All of the data must be returned exactly as given.

[Collection entries]
====
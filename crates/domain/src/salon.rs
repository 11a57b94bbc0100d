use crate::shared::entity::{Entity, ID};
use chrono_tz::Tz;

#[derive(Debug, Clone, PartialEq)]
pub struct Salon {
    pub id: ID,
    pub name: String,
    /// Appointment times are rendered in this timezone
    pub timezone: Tz,
    pub phone: Option<String>,
}

impl Salon {
    pub fn new(name: &str, timezone: Tz) -> Self {
        Self {
            id: Default::default(),
            name: name.into(),
            timezone,
            phone: None,
        }
    }
}

impl Entity for Salon {
    fn id(&self) -> &ID {
        &self.id
    }
}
====
RESPONSE TO THE EXERCISE:
filename crates/domain/src/salon.rs
repository 11a57b94bbc0100d
use crate::shared::entity::{Entity, ID};
use chrono_tz::Tz;

#[derive(Debug, Clone, PartialEq)]
pub struct Salon {
    pub id: ID,
    pub name: String,
    /// Appointment times are rendered in this timezone
    pub timezone: Tz,
    pub phone: Option<String>,
}

impl Salon {
    pub fn new(name: &str, timezone: Tz) -> Self {
        Self {
            id: Default::default(),
            name: name.into(),
            timezone,
            phone: None,
        }
    }
}

impl Entity for Salon {
    fn id(&self) -> &ID {
        &self.id
    }
}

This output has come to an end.